═══ Given entries ═══

//! Static resources bundled into the binary.

use std::path::Path;

use bytes::Bytes;
use tracing::{debug, info};

use crate::domain::errors::ResourceError;
use crate::domain::ports::ResourceBundlePort;

/// Placeholder image served when a page has no thumbnail of its own.
static DEFAULT_THUMBNAIL_PNG: &[u8] = include_bytes!("default_thumbnail.png");

/// Resource bundle backed by the compiled-in default thumbnail, optionally
/// replaced by a file from configuration.
///
/// The override is read and decode-checked eagerly at construction; a file
/// that cannot be loaded aborts startup instead of surfacing later on the
/// serving path.
#[derive(Debug, Clone)]
pub struct BundledResources {
    default_thumbnail: Bytes,
}

impl BundledResources {
    /// Bundle serving the compiled-in thumbnail.
    #[must_use]
    pub fn bundled() -> Self {
        Self {
            default_thumbnail: Bytes::from_static(DEFAULT_THUMBNAIL_PNG),
        }
    }

    /// Bundle serving a thumbnail read from `path`.
    ///
    /// # Errors
    ///
    /// Returns [`ResourceError`] if the file cannot be read or does not
    /// decode as an image.
    pub async fn from_file(path: &Path) -> Result<Self, ResourceError> {
        let raw = tokio::fs::read(path)
            .await
            .map_err(|e| ResourceError::io(path, e))?;

        if let Err(e) = image::load_from_memory(&raw) {
            return Err(ResourceError::invalid_image(path, e.to_string()));
        }

        info!(
            path = %path.display(),
            size = raw.len(),
            "Default thumbnail override loaded"
        );
        Ok(Self {
            default_thumbnail: Bytes::from(raw),
        })
    }

    /// Bundle from configuration: the override file when set, otherwise the
    /// compiled-in image.
    ///
    /// # Errors
    ///
    /// Returns [`ResourceError`] if a configured override cannot be loaded.
    pub async fn from_config(override_path: Option<&Path>) -> Result<Self, ResourceError> {
        match override_path {
            Some(path) => Self::from_file(path).await,
            None => Ok(Self::bundled()),
        }
    }
}

impl ResourceBundlePort for BundledResources {
    fn load_default_thumbnail(&self) -> Bytes {
        debug!(
            size = self.default_thumbnail.len(),
            "Serving default thumbnail bytes"
        );
        self.default_thumbnail.clone()
    }
}

#[cfg(test)]
mod tests {
    use super::*;

    #[test]
    fn test_bundled_thumbnail_decodes() {
        let bundle = BundledResources::bundled();
        let bytes = bundle.load_default_thumbnail();
        assert!(!bytes.is_empty());
        assert!(image::load_from_memory(&bytes).is_ok());
    }

    #[test]
    fn test_repeated_loads_share_the_buffer() {
        let bundle = BundledResources::bundled();
        let first = bundle.load_default_thumbnail();
        let second = bundle.load_default_thumbnail();
        assert_eq!(first, second);
    }

    #[tokio::test]
    async fn test_override_file_is_loaded() {
        let dir = tempfile::tempdir().unwrap();
        let path = dir.path().join("override.png");
        std::fs::write(&path, DEFAULT_THUMBNAIL_PNG).unwrap();

        let bundle = BundledResources::from_file(&path).await.unwrap();
        assert_eq!(
            bundle.load_default_thumbnail(),
            Bytes::from_static(DEFAULT_THUMBNAIL_PNG)
        );
    }

    #[tokio::test]
    async fn test_missing_override_is_an_io_error() {
        let dir = tempfile::tempdir().unwrap();
        let path = dir.path().join("nope.png");

        let result = BundledResources::from_file(&path).await;
        assert!(matches!(result, Err(ResourceError::Io { .. })));
    }

    #[tokio::test]
    async fn test_undecodable_override_is_rejected() {
        let dir = tempfile::tempdir().unwrap();
        let path = dir.path().join("garbage.png");
        std::fs::write(&path, b"definitely not an image").unwrap();

        let result = BundledResources::from_file(&path).await;
        assert!(matches!(result, Err(ResourceError::InvalidImage { .. })));
    }

    #[tokio::test]
    async fn test_from_config_without_override_uses_bundled() {
        let bundle = BundledResources::from_config(None).await.unwrap();
        assert_eq!(
            bundle.load_default_thumbnail(),
            Bytes::from_static(DEFAULT_THUMBNAIL_PNG)
        );
    }
}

═══

What this task involves:
Where does the string "ResourceBundlePort" occur in the data above? Copy every line that holds it.

Response area:
use crate::domain::ports::ResourceBundlePort;
impl ResourceBundlePort for BundledResources {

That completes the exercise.